I will stay on Twitter, even if Trump returns. I won’t follow him. I didn’t follow him before he got kicked off. I am sure I will see his tweets, anyway, just as I saw them before. There will be plenty of retweets that will succeed in getting my attention. I will continue to take his threat to our democracy seriously. I will continue to call out his lies, especially the big lie that the election was stolen. I will again encourage people to vote, not just in 2024, but this year, too. We can’t just give up and let the Trump-controlled Republican Party take over Congress. We have to fight back. Our democracy is still under attack. We need every tool available to respond to that attack. That includes Twitter.

May 1, 2022 - Posted by | Uncategorized


  1. Hi Tom!

    You probably don’t remember me, but I met you almost exactly 50 years ago (fifty, not five!). We had signed up to work as part-time custodians while going to school at Palomar College. I was the guy who was taken aback when “Tom Yamaguchi” turned out not to be Japanese. (I was interested in meeting Japanese people because my girlfriend was from Okinawa.) The only Asian looking person in the group was from Nepal; his name was Suman Malla.
    The boss of the group was a crusty old guy named Mr. Gadke.

    We didn’t talk much — just long enough for you to tell me how you came to have a Japanese last name. (I hope I wasn’t rude then — I had a tendency to be abrupt when I was younger.)

    Anyway, if you’d like to get in touch, send me an email. (Sorry, I don’t do this new-fangled Twitter/Facebook nonsense — give me good old email any day!)

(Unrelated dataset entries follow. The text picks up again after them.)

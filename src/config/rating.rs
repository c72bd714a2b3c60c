//! Rating system configuration

use crate::error::{RatingError, Result};
use crate::rating::MultiEloConfig;
use serde::{Deserialize, Serialize};

/// Rating configuration: starting rating plus algorithm parameters
#[derive(Debug, Clone, PartialEq, Serialize, Deserialize)]
#[serde(default)]
pub struct RatingConfig {
    /// Rating assigned to a competitor on first appearance
    pub initial_rating: f64,
    pub elo: MultiEloConfig,
}

impl Default for RatingConfig {
    fn default() -> Self {
        Self {
            initial_rating: 1000.0,
            elo: MultiEloConfig::default(),
        }
    }
}

impl RatingConfig {
    pub fn validate(&self) -> Result<()> {
        if !self.initial_rating.is_finite() {
            return Err(RatingError::configuration(
                "Initial rating must be a finite number",
            ));
        }
        self.elo.validate()
    }
}
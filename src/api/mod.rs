// SPDX-License-Identifier: AGPL-3.0-or-later
//
// Copyright (C) 2026 ElectroHub

//! # HTTP API
//!
//! Route handlers and router assembly. Interactive OpenAPI documentation is
//! served at `/docs`.

pub mod contact;
pub mod health;
pub mod saved_items;

use axum::{
    routing::{delete, get, post},
    Router,
};
use tower_http::{cors::CorsLayer, trace::TraceLayer};
use utoipa::OpenApi;
use utoipa_swagger_ui::SwaggerUi;

use crate::state::AppState;

#[derive(OpenApi)]
#[openapi(
    paths(
        saved_items::save_item,
        saved_items::unsave_item,
        saved_items::list_saved_items,
        saved_items::saved_items_count,
        saved_items::is_item_saved,
        saved_items::clear_saved_items,
        contact::contact_seller,
        health::health,
        health::liveness,
        health::readiness,
    ),
    components(schemas(
        crate::models::SaveResponse,
        crate::models::SavedItemsPage,
        crate::models::IsSavedResponse,
        crate::models::SavedCountResponse,
        crate::models::ClearResponse,
        crate::models::ContactSellerRequest,
        crate::models::ContactSellerResponse,
        crate::catalog::ListingSummary,
        crate::auth::AuthenticatedUser,
        health::ReadyResponse,
        health::HealthChecks,
        health::HealthResponse,
    )),
    tags(
        (name = "Saved Items", description = "Per-user wishlist over the key-value set store"),
        (name = "Contact", description = "Buyer-to-seller messaging"),
        (name = "Health", description = "Liveness and readiness probes"),
    )
)]
pub struct ApiDoc;

/// Build the application router with all routes and middleware.
pub fn router(state: AppState) -> Router {
    let api_routes = Router::new()
        .route(
            "/users/saved-items",
            post(saved_items::save_item)
                .delete(saved_items::unsave_item)
                .get(saved_items::list_saved_items),
        )
        .route(
            "/users/saved-items/count",
            get(saved_items::saved_items_count),
        )
        .route(
            "/users/saved-items/all",
            delete(saved_items::clear_saved_items),
        )
        .route("/listings/{item_id}/is-saved", get(saved_items::is_item_saved))
        .route(
            "/listings/{item_id}/contact-seller",
            post(contact::contact_seller),
        );

    Router::new()
        .merge(SwaggerUi::new("/docs").url("/docs/openapi.json", ApiDoc::openapi()))
        .nest("/api", api_routes)
        .route("/health", get(health::health))
        .route("/health/live", get(health::liveness))
        .route("/health/ready", get(health::readiness))
        .layer(CorsLayer::permissive())
        .layer(TraceLayer::new_for_http())
        .with_state(state)
}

    Comment by Dave Jones | June 15, 2022 | Reply

    • I do remember, and it has been a long time. I hope you are doing well. I am sorry I did not keep track of Suman. He returned to Nepal and wrote that he was having difficulties, but that was the last I heard of him.

      Comment by tomyamaguchi | June 15, 2022 | Reply

      • Suman’s family was having some political problems, from what he told me. He belonged to a royal family (the Mallas) who lost power in the 18th century, and then there was a coup or revolution about 15 years ago… I don’t know if they were mixed up in that, but I’m guessing probably. You can read all about it — in interminable detail — on Wikipedia.